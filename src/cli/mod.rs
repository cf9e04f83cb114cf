//! CLI interface and argument parsing
//!
//! Loads the build file, selects targets and parameters from the command
//! line, and runs the selected command on each target.

pub mod app;

pub use app::*;
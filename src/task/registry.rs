//! Task registry
//!
//! Turns a parsed build file into shared task instances and targets. Tasks and
//! parameters share one namespace.

use crate::config::{self, Config, TargetTasks};
use crate::error::{ConfigError, ConfigResult};
use crate::task::{All, Parameter, ParameterSpec, ShellTask, Target, TaskRef};
use std::cell::RefCell;
use std::collections::HashMap;
use std::rc::Rc;

#[derive(Default)]
pub struct TaskRegistry {
    tasks: RefCell<HashMap<String, TaskRef>>,
    targets: RefCell<Vec<Target>>,
}

impl TaskRegistry {
    pub fn from_config(config: &Config) -> ConfigResult<Rc<Self>> {
        let registry = Rc::new(TaskRegistry::default());

        for (name, parameter) in &config.parameters {
            registry.insert(name, Rc::new(parameter_from_config(name, parameter)))?;
        }
        for (name, task) in &config.tasks {
            let task = ShellTask::from_config(name.clone(), task, Rc::downgrade(&registry));
            registry.insert(name, Rc::new(task))?;
        }

        let targets = if config.targets.is_empty() {
            config
                .tasks
                .keys()
                .map(|name| -> ConfigResult<Target> {
                    Ok(Target::new(name.clone(), registry.resolve(name)?))
                })
                .collect::<ConfigResult<Vec<_>>>()?
        } else {
            config
                .targets
                .iter()
                .map(|(name, tasks)| -> ConfigResult<Target> {
                    Ok(Target::new(name.clone(), registry.target_task(tasks)?))
                })
                .collect::<ConfigResult<Vec<_>>>()?
        };
        *registry.targets.borrow_mut() = targets;

        Ok(registry)
    }

    fn insert(&self, name: &str, task: TaskRef) -> ConfigResult<()> {
        let mut tasks = self.tasks.borrow_mut();
        if tasks.contains_key(name) {
            return Err(ConfigError::DuplicateNames(name.to_string()));
        }
        tasks.insert(name.to_string(), task);
        Ok(())
    }

    fn target_task(&self, tasks: &TargetTasks) -> ConfigResult<TaskRef> {
        match tasks {
            TargetTasks::One(name) => self.resolve(name),
            TargetTasks::Many(names) => {
                let tasks = names
                    .iter()
                    .map(|name| self.resolve(name))
                    .collect::<ConfigResult<Vec<_>>>()?;
                let all: TaskRef = All::new(tasks);
                Ok(all)
            }
        }
    }

    /// Look up a task or parameter by name
    pub fn resolve(&self, name: &str) -> ConfigResult<TaskRef> {
        self.tasks
            .borrow()
            .get(name)
            .cloned()
            .ok_or_else(|| ConfigError::TaskNotFound(name.to_string()))
    }

    /// Targets in name order
    pub fn targets(&self) -> Vec<Target> {
        self.targets.borrow().clone()
    }

    pub fn target(&self, name: &str) -> ConfigResult<Target> {
        self.targets
            .borrow()
            .iter()
            .find(|t| t.name == name)
            .cloned()
            .ok_or_else(|| ConfigError::TargetNotFound(name.to_string()))
    }
}

fn parameter_from_config(name: &str, parameter: &config::Parameter) -> Parameter {
    Parameter::from_spec(ParameterSpec {
        name: name.to_string(),
        usage: parameter.usage.clone(),
        required: parameter.required,
        default: parameter.default.clone(),
    })
}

————————

Required work -
For this exercise, transcribe the whole listing verbatim.

Expected answer -
filename src/cli/mod.rs
repository cf9e04f83cb114cf
//! CLI interface and argument parsing
//!
//! Loads the build file, selects targets and parameters from the command
//! line, and runs the selected command on each target.

pub mod app;

pub use app::*;
filename src/task/registry.rs
//! Task registry
//!
//! Turns a parsed build file into shared task instances and targets. Tasks and
//! parameters share one namespace.

use crate::config::{self, Config, TargetTasks};
use crate::error::{ConfigError, ConfigResult};
use crate::task::{All, Parameter, ParameterSpec, ShellTask, Target, TaskRef};
use std::cell::RefCell;
use std::collections::HashMap;
use std::rc::Rc;

#[derive(Default)]
pub struct TaskRegistry {
    tasks: RefCell<HashMap<String, TaskRef>>,
    targets: RefCell<Vec<Target>>,
}

impl TaskRegistry {
    pub fn from_config(config: &Config) -> ConfigResult<Rc<Self>> {
        let registry = Rc::new(TaskRegistry::default());

        for (name, parameter) in &config.parameters {
            registry.insert(name, Rc::new(parameter_from_config(name, parameter)))?;
        }
        for (name, task) in &config.tasks {
            let task = ShellTask::from_config(name.clone(), task, Rc::downgrade(&registry));
            registry.insert(name, Rc::new(task))?;
        }

        let targets = if config.targets.is_empty() {
            config
                .tasks
                .keys()
                .map(|name| -> ConfigResult<Target> {
                    Ok(Target::new(name.clone(), registry.resolve(name)?))
                })
                .collect::<ConfigResult<Vec<_>>>()?
        } else {
            config
                .targets
                .iter()
                .map(|(name, tasks)| -> ConfigResult<Target> {
                    Ok(Target::new(name.clone(), registry.target_task(tasks)?))
                })
                .collect::<ConfigResult<Vec<_>>>()?
        };
        *registry.targets.borrow_mut() = targets;

        Ok(registry)
    }

    fn insert(&self, name: &str, task: TaskRef) -> ConfigResult<()> {
        let mut tasks = self.tasks.borrow_mut();
        if tasks.contains_key(name) {
            return Err(ConfigError::DuplicateNames(name.to_string()));
        }
        tasks.insert(name.to_string(), task);
        Ok(())
    }

    fn target_task(&self, tasks: &TargetTasks) -> ConfigResult<TaskRef> {
        match tasks {
            TargetTasks::One(name) => self.resolve(name),
            TargetTasks::Many(names) => {
                let tasks = names
                    .iter()
                    .map(|name| self.resolve(name))
                    .collect::<ConfigResult<Vec<_>>>()?;
                let all: TaskRef = All::new(tasks);
                Ok(all)
            }
        }
    }

    /// Look up a task or parameter by name
    pub fn resolve(&self, name: &str) -> ConfigResult<TaskRef> {
        self.tasks
            .borrow()
            .get(name)
            .cloned()
            .ok_or_else(|| ConfigError::TaskNotFound(name.to_string()))
    }

    /// Targets in name order
    pub fn targets(&self) -> Vec<Target> {
        self.targets.borrow().clone()
    }

    pub fn target(&self, name: &str) -> ConfigResult<Target> {
        self.targets
            .borrow()
            .iter()
            .find(|t| t.name == name)
            .cloned()
            .ok_or_else(|| ConfigError::TargetNotFound(name.to_string()))
    }
}

fn parameter_from_config(name: &str, parameter: &config::Parameter) -> Parameter {
    Parameter::from_spec(ParameterSpec {
        name: name.to_string(),
        usage: parameter.usage.clone(),
        required: parameter.required,
        default: parameter.default.clone(),
    })
}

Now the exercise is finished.